A. Latar
Belakang Masalah
Sekolah merupakan salah satu wadah bagi
anak untuk belajar memperoleh pengetahuan dan mengembangkan berbagai kemampuan
dan keterampilan. Oleh karena itu, pengajaran di sekolah adalah salah satu
usaha yang bersifat sadar, bertujuan, sistematis dan terarah pada perubahan
tingkah laku atau sikap. Perubahan tingkah laku itu dapat terjadi, manakala
melalui proses pengajaran.
Di dalam Undang-undang Sistem Pendidikan
Nasional No. 20 tahun 2003 pasal 37 ayat (1) ditegaskan bahwa:
Kurikulum pendidikan dasar dan menengah wajib
memuat: pendidikan agama, pendidikan kewarganegaraan, bahasa, matematika, ilmu
pengetahuan alam, ilmu pengetahuan sosial, seni dan budaya, pendidikan jasmani
dan olahraga, keterampilan/kejuruan, dan muatan lokal.[1]
Sedangkan yang dimaksud dengan
pendidikan agama Islam adalah salah satu usaha yang bersifat sadar, bertujuan,
sistematis dan terarah pada perubahan tingkah laku atau sikap yang sejalan
dengan ajaran-ajaran yang terdapat dalam Islam. Sejalan dengan ini, Zakiyah
Daradjat mengatakan bahwa pendidikan agama Islam adalah usaha berupa bimbingan
dan asuhan terhadap anak didik agar kelak setelah selesai pendidikannya dapat
memahami dan mengamalkan ajaran agama Islam serta menjadikannya sebagai way
of life.[2]
Abdul Madjid dan Dian Andayani, dalam
kesimpulannya mengatakan bahwa pendidikan agama Islam merupakan usaha sadar
yang dilakukan pendidik dalam rangka mempersiapkan peserta didik untuk
meyakini, memahami, dan mengamalkan ajaran Islam melalui kegiatan bimbingan,
pengajaran atau pelatihan yang telah ditentukan untuk mencapai tujuan yang
telah ditetapkan.[3]
Jadi, pada dasarnya, pendidikan agama
Islam menginginkan peserta didik yang memiliki fondasi keimanan dan ketakwaan
yang kuat terhadap Allah, Tuhan Yang Maha Esa.
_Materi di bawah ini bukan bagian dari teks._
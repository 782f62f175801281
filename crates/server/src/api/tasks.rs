//! Task control endpoints.

use axum::{
    extract::{Path, State},
    http::StatusCode,
    response::IntoResponse,
    Json,
};
use serde::Serialize;
use std::sync::Arc;
use tracing::{error, info};

use doctrans_core::{StopHandle, TaskError, TaskOutcome, TaskRunner};

use crate::metrics::TASK_REQUESTS;
use crate::state::AppState;

// ============================================================================
// Response Types
// ============================================================================

/// Response for accepted start/stop requests
#[derive(Debug, Serialize)]
pub struct TaskAcceptedResponse {
    pub task_id: String,
    pub action: &'static str,
}

/// Running tasks
#[derive(Debug, Serialize)]
pub struct TaskListResponse {
    pub tasks: Vec<String>,
}

/// Error response
#[derive(Debug, Serialize)]
pub struct TaskErrorResponse {
    pub error: String,
}

fn task_error(status: StatusCode, error: String) -> (StatusCode, Json<TaskErrorResponse>) {
    (status, Json(TaskErrorResponse { error }))
}

// ============================================================================
// Handlers
// ============================================================================

/// Start a task in the background
pub async fn start_task(
    State(state): State<Arc<AppState>>,
    Path(id): Path<String>,
) -> Result<(StatusCode, Json<TaskAcceptedResponse>), impl IntoResponse> {
    if !state.is_ready() {
        TASK_REQUESTS.with_label_values(&["start", "unavailable"]).inc();
        return Err(task_error(
            StatusCode::SERVICE_UNAVAILABLE,
            "Worker is shutting down".to_string(),
        ));
    }

    let runner = Arc::clone(state.runner());
    match runner.register(&id).await {
        Ok(stop) => {
            TASK_REQUESTS.with_label_values(&["start", "accepted"]).inc();
            let task_id = id.clone();
            tokio::spawn(async move { run_in_background(runner, task_id, stop).await });

            Ok((
                StatusCode::ACCEPTED,
                Json(TaskAcceptedResponse {
                    task_id: id,
                    action: "start",
                }),
            ))
        }
        Err(TaskError::AlreadyRunning(_)) => {
            TASK_REQUESTS.with_label_values(&["start", "conflict"]).inc();
            Err(task_error(
                StatusCode::CONFLICT,
                format!("Task already running: {}", id),
            ))
        }
        Err(e) => {
            TASK_REQUESTS.with_label_values(&["start", "rejected"]).inc();
            Err(task_error(StatusCode::BAD_REQUEST, e.to_string()))
        }
    }
}

async fn run_in_background(
    runner: Arc<TaskRunner>,
    task_id: String,
    stop: StopHandle,
) {
    match runner.run_registered(&task_id, stop).await {
        Ok(TaskOutcome::Completed {
            translated_segments,
            ..
        }) => info!(task_id = %task_id, translated_segments, "Task completed"),
        Ok(TaskOutcome::Halted) => info!(task_id = %task_id, "Task halted"),
        Err(e) => error!(task_id = %task_id, error = %e, "Task failed"),
    }
}

/// Halt a running task
pub async fn stop_task(
    State(state): State<Arc<AppState>>,
    Path(id): Path<String>,
) -> Result<(StatusCode, Json<TaskAcceptedResponse>), impl IntoResponse> {
    if state.runner().stop(&id).await {
        TASK_REQUESTS.with_label_values(&["stop", "accepted"]).inc();
        Ok((
            StatusCode::ACCEPTED,
            Json(TaskAcceptedResponse {
                task_id: id,
                action: "stop",
            }),
        ))
    } else {
        TASK_REQUESTS.with_label_values(&["stop", "not_found"]).inc();
        Err(task_error(
            StatusCode::NOT_FOUND,
            format!("Task not running: {}", id),
        ))
    }
}

/// List running tasks
pub async fn list_tasks(State(state): State<Arc<AppState>>) -> Json<TaskListResponse> {
    Json(TaskListResponse {
        tasks: state.runner().active_tasks().await,
    })
}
Iman merupakan potensi rohani
yang harus diaktualisasikan dalam bentuk amal saleh, sehingga menghasilkan
prestasi yang disebut takwa.
Dalam kurikulum Pendidikan Agama Islam,
sebagaimana dikutip oleh Abdul Majid, dijelaskan bahwa,
Pendidikan agama Islam di sekolah/madrasah bertujuan
untuk menumbuhkan dan meningkatkan keimanan melalui pemberian dan pemupukan
pengetahuan, penghayatan, serta pengalaman peserta didik tentang agama Islam
sehingga menjadi manusia muslim yang terus berkembang dalam hal keimanan,
ketakwaannya, berbangsa dan bernegara, serta untuk dapat melanjutkan pada
jenjang pendidikan yang lebih tinggi.[4]
Zuhairini dan Abdul
Ghafir menyimpulkan bahwa tujuan pendidikan
agama Islam adalah meningkatkan taraf
kehidupan manusia melalui seluruh aspek yang ada sehingga sampai kepada
tujuan yang telah ditetapkan dengan proses tahap demi tahap.[5]
Tahapan pendidikan
Islam yang dilalui dan dialami oleh siswa di sekolah dimulai dari tahapan
kognisi, yakni pengetahuan dan pemahaman siswa terhadap ajaran dan nilai-nilai
yang terkandung dalam ajaran Islam, untuk selanjutnya menuju pada tahapan
afeksi, yakni terjadinya proses internalisasi ajaran dan nilai-nilai ajaran
agama Islam, dalam arti menghayati dan meyakininya. Tahapan afeksi ini terkait
erat dengan kognisi, dalam arti bahwa penghayatan dan keyakinan siswa akan
kokoh manakala didasari oleh seperangkat pengetahun dan pemahamannya terhadap
ajaran dan nilai-nilai ajaran Islam. Melalui tahapan afeksi tersebut diharapkan
dapat tumbuh motivasi dalam diri siswa dan tergerak untuk mengamalkan dan
menaati ajaran Islam yang telah diinternalisasikan dalam dirinya (tahap
psikomotorik). Dengan demikian akan terbentuk manusia muslim yang beriman,
bertakwa dan berakhlak mulia.
Begitu hebatnya pendidikan agama Islam
dalam rangka menyiapkan peserta didiknya yang memiliki kecakapan seperti yang
disebutkan di atas, maka, mata pelajaran pendidikan agama di sekolah sejak dulu
hingga sekarang tetap memperoleh tempat dan perhatian dari pemerintah.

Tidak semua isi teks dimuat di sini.